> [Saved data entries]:
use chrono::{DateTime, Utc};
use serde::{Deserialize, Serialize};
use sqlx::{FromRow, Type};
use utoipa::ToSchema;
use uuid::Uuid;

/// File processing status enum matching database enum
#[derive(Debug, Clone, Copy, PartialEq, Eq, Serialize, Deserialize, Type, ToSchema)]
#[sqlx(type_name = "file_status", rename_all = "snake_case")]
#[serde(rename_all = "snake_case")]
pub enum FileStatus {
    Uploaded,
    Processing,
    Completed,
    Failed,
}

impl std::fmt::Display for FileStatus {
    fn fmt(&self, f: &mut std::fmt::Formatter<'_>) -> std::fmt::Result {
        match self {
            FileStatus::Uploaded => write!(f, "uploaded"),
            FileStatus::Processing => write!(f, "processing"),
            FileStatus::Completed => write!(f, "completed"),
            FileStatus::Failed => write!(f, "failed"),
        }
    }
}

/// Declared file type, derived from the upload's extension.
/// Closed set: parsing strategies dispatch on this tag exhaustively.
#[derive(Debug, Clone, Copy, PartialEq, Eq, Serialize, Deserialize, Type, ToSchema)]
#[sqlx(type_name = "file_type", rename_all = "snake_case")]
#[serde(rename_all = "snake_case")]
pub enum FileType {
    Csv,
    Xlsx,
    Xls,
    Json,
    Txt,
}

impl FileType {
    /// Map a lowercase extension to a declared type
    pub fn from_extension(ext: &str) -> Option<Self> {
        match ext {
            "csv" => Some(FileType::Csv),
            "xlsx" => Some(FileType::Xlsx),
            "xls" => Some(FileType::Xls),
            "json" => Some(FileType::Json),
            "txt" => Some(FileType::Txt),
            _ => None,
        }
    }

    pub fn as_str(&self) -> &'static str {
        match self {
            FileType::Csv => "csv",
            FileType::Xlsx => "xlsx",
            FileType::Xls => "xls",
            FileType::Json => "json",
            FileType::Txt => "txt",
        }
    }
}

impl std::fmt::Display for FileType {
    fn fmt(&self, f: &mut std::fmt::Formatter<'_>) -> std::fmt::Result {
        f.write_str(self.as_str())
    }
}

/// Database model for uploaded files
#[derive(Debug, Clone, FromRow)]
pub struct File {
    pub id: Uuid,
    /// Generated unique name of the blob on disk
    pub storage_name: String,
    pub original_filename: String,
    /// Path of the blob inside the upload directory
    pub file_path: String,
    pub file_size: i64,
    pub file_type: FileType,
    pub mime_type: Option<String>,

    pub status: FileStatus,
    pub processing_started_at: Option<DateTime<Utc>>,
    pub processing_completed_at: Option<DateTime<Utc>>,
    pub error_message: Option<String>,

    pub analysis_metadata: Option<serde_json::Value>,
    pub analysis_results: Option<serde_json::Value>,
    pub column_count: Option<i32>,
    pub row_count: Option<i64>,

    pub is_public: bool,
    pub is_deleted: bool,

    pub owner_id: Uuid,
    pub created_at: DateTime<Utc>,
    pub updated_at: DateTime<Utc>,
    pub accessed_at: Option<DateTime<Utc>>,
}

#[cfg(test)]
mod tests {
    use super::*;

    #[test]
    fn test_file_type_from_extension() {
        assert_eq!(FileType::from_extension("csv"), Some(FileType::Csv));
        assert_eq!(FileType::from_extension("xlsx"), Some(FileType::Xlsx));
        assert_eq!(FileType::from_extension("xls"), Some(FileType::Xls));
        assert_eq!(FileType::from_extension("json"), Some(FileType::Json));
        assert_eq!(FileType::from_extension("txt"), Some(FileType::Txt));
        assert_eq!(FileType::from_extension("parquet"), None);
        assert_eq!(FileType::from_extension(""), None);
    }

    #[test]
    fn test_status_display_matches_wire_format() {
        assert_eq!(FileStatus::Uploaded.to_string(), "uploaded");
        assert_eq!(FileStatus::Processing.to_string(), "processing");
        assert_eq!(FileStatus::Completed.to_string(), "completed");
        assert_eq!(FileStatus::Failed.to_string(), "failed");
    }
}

> [Requirement]: For the word "enum", show every line of the entries that holds it.

> [Response]:
/// File processing status enum matching database enum
pub enum FileStatus {
pub enum FileType {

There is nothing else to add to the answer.